*Description of the task*
Work out how many lines of the listing below hold the word "super", and give that number only.

*Input data*
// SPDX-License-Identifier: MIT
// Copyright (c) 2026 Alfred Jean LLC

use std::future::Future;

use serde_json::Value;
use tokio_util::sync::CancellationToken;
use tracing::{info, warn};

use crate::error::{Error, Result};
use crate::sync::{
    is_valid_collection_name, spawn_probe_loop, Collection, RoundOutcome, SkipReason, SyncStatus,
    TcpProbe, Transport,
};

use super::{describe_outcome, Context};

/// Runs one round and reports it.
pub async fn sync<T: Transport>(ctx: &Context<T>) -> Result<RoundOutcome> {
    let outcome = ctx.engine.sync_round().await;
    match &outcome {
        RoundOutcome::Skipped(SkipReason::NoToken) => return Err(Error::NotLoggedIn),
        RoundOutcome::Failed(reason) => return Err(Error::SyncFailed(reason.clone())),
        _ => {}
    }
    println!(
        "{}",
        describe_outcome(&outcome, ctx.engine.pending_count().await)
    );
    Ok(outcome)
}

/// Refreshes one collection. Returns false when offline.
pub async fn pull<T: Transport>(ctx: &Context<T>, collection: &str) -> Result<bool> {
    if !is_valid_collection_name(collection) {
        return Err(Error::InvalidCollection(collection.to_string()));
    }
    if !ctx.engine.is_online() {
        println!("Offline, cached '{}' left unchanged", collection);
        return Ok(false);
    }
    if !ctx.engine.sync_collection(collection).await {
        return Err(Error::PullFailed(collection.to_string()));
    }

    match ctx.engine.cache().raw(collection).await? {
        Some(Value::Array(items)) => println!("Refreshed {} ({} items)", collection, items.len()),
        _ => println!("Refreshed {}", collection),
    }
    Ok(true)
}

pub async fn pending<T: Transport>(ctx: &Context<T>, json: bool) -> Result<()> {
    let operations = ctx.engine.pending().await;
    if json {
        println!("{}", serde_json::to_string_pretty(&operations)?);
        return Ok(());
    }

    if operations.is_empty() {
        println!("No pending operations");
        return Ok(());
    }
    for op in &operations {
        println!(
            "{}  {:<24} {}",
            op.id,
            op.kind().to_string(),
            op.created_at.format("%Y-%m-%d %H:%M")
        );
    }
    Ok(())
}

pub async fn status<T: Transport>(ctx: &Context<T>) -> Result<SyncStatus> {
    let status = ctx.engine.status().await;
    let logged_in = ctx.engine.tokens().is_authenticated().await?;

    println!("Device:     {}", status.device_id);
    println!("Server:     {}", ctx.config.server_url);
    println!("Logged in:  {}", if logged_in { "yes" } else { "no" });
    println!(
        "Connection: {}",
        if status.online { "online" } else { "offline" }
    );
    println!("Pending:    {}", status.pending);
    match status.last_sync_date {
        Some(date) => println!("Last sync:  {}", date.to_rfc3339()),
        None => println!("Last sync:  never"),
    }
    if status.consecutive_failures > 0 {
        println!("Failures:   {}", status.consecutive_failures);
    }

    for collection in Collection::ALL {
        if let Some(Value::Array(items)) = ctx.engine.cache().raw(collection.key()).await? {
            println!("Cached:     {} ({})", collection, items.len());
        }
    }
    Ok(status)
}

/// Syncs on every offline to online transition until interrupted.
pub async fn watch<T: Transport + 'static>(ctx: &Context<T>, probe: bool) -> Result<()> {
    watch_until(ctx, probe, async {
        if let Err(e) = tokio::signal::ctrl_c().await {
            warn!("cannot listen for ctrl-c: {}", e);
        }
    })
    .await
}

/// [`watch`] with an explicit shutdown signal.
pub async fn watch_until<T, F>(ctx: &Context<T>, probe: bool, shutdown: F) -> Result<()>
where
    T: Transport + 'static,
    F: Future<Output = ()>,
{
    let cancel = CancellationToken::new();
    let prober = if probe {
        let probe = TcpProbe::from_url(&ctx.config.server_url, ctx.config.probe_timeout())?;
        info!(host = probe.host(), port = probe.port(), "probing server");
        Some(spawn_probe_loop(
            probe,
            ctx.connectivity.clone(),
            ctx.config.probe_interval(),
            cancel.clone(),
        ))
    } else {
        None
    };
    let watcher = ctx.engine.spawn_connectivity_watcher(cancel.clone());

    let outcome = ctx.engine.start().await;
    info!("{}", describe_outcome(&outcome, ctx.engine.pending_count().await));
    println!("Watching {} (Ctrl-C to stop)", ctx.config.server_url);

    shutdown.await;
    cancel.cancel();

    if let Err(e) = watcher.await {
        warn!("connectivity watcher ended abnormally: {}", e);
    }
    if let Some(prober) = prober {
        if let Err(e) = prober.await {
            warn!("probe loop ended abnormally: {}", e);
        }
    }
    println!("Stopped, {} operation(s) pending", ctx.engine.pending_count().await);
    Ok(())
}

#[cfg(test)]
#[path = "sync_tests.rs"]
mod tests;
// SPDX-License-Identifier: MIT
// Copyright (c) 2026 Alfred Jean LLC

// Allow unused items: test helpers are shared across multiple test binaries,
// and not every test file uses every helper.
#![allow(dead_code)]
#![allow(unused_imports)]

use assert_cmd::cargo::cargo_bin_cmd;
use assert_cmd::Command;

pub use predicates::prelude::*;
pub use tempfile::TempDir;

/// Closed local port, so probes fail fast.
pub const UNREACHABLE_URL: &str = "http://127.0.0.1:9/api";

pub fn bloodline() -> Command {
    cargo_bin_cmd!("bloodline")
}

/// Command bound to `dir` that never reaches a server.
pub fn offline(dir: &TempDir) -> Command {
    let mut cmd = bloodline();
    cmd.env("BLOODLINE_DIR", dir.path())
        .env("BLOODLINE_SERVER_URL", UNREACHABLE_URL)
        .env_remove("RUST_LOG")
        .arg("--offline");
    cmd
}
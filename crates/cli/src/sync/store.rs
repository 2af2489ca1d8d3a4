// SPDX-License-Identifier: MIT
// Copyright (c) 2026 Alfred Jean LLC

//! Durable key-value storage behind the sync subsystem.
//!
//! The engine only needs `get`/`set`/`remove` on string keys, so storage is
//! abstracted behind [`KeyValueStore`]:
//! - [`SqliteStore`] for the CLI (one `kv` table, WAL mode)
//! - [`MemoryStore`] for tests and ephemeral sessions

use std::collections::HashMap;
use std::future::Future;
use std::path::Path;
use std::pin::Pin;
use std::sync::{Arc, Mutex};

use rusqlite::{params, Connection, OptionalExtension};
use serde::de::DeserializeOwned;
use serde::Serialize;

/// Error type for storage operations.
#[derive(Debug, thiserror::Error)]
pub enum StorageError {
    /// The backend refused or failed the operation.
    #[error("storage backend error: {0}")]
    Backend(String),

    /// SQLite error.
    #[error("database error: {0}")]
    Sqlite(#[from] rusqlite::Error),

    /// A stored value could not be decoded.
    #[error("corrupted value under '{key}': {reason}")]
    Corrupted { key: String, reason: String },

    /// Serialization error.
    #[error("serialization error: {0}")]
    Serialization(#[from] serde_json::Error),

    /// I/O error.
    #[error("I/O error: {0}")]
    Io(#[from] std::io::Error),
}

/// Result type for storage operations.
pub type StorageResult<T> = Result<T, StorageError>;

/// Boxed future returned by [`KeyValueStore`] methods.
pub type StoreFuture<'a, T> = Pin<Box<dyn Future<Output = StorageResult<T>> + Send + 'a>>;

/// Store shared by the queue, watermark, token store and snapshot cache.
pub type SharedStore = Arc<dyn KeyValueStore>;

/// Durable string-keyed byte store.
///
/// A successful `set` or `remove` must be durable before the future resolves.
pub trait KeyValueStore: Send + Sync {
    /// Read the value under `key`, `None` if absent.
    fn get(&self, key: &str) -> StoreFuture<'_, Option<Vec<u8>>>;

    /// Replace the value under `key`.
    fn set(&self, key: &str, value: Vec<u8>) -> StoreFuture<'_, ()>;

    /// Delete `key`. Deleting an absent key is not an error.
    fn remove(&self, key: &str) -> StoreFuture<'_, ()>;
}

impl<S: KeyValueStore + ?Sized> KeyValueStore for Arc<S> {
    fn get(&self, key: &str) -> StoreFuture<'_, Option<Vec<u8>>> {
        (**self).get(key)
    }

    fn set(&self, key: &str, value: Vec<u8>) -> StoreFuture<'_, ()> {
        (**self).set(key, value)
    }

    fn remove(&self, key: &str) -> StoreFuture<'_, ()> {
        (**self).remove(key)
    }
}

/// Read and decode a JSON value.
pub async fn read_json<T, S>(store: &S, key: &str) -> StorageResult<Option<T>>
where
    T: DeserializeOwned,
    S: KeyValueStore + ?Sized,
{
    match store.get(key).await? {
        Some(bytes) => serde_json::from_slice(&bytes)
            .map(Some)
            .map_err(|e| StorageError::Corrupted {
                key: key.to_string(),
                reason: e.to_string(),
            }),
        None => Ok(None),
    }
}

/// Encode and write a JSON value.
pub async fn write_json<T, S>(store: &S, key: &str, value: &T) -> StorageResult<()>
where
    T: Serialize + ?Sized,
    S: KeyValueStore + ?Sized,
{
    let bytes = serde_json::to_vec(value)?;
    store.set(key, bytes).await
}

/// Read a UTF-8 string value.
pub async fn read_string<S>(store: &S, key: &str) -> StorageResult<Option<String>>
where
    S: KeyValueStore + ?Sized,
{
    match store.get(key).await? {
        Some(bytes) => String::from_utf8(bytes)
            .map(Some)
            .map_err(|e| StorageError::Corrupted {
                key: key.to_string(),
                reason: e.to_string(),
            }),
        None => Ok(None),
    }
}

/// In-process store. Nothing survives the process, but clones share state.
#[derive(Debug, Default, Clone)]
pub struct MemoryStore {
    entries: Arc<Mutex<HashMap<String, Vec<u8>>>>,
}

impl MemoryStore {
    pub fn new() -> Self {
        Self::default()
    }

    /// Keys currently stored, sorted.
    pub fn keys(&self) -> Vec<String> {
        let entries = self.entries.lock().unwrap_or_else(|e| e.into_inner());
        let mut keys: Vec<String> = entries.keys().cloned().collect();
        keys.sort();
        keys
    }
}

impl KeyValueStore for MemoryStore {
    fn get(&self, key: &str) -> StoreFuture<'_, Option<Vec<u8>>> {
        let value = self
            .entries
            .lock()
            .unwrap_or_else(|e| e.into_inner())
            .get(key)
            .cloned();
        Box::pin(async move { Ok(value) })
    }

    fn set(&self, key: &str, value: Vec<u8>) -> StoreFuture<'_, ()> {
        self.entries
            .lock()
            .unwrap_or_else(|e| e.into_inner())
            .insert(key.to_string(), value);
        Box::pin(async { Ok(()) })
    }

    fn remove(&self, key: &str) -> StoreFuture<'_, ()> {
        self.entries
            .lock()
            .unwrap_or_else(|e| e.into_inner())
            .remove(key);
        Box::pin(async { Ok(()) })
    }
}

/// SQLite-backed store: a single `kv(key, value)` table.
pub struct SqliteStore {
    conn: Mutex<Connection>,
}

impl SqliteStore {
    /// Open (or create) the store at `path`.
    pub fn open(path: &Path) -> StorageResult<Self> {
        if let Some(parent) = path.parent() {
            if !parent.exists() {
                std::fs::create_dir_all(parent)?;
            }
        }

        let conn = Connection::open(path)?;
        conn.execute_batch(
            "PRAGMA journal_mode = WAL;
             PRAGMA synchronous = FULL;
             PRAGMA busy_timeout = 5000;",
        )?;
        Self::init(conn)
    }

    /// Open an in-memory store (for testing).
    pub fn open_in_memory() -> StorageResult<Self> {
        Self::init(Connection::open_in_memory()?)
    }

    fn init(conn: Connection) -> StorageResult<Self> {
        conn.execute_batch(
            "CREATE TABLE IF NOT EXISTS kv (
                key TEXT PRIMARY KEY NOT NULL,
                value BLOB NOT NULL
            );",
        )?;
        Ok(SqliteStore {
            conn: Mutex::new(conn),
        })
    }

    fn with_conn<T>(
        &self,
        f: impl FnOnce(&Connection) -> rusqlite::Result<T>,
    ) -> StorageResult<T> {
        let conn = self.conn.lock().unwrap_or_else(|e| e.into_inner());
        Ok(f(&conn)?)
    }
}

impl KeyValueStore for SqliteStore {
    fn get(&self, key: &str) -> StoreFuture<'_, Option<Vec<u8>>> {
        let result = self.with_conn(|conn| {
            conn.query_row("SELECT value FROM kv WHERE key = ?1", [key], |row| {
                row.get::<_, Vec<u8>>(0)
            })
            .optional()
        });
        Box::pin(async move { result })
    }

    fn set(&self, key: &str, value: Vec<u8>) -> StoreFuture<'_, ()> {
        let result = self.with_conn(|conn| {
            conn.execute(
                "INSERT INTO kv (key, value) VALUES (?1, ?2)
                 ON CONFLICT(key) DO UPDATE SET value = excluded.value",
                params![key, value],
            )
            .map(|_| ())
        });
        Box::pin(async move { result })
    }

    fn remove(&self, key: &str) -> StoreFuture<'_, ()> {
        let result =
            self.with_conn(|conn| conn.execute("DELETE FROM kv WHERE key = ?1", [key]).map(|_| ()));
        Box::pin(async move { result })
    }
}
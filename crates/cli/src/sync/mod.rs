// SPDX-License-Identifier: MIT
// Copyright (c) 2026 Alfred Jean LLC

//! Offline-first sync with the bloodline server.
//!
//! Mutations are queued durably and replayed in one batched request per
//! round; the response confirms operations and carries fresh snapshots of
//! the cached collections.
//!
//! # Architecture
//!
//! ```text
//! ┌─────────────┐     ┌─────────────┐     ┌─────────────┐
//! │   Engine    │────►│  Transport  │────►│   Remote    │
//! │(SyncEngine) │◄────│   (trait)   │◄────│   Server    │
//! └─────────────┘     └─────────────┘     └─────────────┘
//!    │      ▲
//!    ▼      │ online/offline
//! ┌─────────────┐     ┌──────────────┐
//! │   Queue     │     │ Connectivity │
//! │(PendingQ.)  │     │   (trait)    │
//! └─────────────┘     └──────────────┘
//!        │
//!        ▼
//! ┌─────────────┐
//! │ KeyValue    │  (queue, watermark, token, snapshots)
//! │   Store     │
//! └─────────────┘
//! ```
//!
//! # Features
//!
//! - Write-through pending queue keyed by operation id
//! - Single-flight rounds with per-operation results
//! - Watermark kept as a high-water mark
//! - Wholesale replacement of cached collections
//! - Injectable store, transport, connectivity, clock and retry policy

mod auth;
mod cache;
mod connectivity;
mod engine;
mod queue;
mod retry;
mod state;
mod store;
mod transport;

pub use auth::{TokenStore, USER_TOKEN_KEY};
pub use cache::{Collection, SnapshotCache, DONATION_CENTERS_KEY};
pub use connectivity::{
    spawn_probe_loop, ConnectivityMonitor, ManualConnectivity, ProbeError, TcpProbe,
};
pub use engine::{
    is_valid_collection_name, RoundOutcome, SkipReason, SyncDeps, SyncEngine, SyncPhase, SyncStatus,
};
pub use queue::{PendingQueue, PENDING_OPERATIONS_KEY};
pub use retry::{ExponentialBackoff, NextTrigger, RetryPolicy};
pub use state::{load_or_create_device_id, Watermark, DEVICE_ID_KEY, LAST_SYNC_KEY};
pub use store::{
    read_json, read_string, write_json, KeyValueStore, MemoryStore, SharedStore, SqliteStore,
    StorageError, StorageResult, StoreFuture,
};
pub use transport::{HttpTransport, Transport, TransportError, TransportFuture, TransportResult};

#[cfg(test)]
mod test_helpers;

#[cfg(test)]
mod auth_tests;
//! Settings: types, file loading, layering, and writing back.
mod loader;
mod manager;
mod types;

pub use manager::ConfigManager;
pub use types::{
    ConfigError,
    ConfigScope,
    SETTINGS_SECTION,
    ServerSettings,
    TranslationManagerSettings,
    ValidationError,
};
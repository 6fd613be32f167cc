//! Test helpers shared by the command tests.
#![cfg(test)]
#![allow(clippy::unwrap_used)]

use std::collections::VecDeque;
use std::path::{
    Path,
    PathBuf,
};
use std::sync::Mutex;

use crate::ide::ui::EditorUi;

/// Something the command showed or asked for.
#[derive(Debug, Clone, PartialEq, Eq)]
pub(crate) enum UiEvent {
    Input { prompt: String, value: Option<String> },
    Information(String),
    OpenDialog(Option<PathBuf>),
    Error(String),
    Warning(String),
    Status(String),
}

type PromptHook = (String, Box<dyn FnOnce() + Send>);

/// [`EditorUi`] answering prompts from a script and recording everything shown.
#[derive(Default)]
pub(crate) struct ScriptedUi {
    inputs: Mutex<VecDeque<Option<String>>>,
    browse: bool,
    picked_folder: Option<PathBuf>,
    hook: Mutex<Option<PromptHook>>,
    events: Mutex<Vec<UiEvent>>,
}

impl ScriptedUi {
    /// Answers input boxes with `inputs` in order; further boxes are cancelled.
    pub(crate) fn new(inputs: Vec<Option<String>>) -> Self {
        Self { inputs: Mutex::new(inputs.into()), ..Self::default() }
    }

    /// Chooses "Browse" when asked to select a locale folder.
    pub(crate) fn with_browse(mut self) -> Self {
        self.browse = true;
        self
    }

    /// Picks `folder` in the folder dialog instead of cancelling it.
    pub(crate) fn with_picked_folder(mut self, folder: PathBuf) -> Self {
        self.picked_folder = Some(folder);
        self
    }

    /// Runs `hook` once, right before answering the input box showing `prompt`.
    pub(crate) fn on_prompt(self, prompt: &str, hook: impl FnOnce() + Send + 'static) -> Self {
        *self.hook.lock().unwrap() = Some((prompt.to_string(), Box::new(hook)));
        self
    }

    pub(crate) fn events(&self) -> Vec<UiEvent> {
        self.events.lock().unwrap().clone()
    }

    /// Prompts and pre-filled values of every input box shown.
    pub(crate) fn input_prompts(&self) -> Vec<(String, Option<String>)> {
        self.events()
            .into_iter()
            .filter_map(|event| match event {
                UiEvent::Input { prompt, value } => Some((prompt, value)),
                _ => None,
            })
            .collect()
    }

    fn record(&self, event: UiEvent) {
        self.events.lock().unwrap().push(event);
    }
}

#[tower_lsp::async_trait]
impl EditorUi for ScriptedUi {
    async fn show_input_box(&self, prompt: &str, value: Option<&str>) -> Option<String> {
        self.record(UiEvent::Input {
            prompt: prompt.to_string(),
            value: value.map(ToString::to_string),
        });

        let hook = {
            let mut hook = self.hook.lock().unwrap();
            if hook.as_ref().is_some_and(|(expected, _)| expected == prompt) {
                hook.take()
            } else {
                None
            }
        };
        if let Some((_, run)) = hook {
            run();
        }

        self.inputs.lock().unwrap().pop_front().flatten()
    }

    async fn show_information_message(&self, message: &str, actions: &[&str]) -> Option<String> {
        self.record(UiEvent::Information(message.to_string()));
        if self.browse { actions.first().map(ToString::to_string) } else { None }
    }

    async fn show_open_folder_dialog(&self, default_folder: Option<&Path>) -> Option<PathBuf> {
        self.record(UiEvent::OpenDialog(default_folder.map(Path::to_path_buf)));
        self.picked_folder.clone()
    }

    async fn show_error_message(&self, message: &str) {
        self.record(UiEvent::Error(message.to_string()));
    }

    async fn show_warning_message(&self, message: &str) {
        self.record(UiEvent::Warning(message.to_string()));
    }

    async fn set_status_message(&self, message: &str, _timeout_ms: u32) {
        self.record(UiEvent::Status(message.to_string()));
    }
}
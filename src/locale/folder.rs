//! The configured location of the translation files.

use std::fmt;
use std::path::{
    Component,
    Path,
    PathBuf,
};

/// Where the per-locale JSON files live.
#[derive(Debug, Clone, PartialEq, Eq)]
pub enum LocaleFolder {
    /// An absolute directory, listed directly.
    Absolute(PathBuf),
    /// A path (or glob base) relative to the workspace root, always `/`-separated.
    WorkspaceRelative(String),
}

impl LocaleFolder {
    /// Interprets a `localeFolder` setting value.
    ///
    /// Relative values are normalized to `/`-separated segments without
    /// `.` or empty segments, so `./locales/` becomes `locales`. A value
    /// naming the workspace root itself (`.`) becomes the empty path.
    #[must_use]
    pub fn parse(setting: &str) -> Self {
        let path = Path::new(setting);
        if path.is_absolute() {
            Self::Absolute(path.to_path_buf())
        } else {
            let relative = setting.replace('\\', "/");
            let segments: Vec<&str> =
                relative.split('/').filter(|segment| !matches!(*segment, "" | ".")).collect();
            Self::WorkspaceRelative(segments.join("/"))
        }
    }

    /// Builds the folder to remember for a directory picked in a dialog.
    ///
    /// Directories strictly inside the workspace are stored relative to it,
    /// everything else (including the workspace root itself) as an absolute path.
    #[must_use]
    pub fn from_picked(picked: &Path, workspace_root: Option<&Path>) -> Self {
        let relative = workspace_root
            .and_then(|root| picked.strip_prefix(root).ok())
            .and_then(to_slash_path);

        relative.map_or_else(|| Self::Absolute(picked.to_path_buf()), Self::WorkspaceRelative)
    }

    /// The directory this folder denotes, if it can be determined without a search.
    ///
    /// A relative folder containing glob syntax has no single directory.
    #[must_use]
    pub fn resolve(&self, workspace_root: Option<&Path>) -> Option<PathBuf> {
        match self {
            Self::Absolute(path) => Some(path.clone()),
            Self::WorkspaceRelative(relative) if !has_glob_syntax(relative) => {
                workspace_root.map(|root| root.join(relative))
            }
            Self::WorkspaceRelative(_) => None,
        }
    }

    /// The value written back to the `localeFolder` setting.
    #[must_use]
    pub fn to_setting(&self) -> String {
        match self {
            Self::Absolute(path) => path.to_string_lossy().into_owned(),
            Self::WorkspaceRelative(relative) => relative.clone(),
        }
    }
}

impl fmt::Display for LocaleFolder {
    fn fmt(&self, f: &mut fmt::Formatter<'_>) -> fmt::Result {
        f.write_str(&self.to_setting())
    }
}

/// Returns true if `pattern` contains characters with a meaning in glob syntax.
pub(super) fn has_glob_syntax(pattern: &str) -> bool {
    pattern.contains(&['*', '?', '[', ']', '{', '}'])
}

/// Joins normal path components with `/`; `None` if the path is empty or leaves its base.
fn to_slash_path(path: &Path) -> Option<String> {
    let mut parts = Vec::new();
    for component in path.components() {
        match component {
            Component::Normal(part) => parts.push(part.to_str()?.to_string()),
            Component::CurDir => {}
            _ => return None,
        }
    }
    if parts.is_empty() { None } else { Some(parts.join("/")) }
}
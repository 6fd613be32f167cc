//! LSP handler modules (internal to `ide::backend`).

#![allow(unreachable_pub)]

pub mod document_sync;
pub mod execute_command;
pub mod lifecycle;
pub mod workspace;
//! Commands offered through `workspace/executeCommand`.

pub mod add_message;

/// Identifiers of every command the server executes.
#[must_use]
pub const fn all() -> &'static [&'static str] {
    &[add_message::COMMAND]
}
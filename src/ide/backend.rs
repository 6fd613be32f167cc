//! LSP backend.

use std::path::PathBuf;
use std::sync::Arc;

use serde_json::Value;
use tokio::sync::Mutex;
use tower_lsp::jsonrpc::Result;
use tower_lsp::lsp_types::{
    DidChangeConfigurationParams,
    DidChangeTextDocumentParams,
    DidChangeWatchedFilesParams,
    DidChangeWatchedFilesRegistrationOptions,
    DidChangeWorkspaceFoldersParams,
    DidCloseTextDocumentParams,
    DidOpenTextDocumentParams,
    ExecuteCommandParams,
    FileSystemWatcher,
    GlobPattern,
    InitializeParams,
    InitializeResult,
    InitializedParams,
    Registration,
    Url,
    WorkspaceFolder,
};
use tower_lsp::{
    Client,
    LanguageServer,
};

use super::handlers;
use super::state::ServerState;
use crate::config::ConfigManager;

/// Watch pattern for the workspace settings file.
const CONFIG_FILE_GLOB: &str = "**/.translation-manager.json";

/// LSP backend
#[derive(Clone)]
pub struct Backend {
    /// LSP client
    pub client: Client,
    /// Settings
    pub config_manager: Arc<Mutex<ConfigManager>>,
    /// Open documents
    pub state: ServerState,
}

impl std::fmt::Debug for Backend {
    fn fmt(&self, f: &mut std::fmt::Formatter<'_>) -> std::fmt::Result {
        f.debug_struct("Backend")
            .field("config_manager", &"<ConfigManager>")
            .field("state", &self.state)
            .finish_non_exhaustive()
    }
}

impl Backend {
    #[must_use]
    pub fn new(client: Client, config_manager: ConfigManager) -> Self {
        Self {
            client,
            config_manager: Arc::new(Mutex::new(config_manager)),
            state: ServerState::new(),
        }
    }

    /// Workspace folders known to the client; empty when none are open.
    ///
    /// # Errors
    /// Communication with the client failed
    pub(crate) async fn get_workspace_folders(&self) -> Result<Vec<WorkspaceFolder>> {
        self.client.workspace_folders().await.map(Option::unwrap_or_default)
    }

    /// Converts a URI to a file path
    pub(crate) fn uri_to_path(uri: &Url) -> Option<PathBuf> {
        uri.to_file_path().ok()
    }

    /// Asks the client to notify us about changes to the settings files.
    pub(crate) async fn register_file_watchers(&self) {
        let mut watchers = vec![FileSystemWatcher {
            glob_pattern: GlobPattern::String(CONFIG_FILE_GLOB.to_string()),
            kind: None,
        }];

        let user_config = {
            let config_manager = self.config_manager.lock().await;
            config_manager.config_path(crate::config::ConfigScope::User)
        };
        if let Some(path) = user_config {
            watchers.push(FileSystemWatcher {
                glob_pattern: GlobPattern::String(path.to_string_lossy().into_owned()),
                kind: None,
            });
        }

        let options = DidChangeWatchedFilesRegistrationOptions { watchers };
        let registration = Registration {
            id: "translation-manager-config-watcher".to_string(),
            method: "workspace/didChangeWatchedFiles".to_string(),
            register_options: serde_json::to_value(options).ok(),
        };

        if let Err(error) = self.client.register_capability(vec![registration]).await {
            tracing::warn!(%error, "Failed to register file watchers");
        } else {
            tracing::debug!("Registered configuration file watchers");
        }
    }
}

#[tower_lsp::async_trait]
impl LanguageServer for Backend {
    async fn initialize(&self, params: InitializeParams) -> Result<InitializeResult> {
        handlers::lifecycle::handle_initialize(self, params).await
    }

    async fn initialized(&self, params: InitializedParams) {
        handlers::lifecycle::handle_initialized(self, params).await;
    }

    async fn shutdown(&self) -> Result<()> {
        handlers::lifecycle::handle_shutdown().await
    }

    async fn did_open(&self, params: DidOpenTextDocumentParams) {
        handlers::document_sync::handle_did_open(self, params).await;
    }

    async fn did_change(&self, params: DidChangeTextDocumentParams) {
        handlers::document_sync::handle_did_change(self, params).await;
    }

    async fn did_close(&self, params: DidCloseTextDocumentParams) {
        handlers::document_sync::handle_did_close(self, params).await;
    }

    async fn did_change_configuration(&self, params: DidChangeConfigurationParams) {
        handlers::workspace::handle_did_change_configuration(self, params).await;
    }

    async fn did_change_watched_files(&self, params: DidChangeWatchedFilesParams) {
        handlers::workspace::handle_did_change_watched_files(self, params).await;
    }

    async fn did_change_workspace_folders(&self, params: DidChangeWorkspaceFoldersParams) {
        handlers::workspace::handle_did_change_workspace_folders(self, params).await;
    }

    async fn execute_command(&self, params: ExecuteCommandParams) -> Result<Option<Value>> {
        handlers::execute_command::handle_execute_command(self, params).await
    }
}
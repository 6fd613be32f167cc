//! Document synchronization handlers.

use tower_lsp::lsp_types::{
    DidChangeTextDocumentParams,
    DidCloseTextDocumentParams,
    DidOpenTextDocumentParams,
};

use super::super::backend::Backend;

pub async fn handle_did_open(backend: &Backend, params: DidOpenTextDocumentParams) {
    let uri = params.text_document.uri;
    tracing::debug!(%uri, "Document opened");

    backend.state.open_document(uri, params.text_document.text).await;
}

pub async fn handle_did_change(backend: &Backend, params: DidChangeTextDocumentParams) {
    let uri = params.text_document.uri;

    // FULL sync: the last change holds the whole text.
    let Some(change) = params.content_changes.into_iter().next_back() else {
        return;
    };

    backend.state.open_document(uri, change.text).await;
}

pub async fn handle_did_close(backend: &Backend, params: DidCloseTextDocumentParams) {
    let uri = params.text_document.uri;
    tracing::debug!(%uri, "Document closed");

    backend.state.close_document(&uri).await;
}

*Result below*
5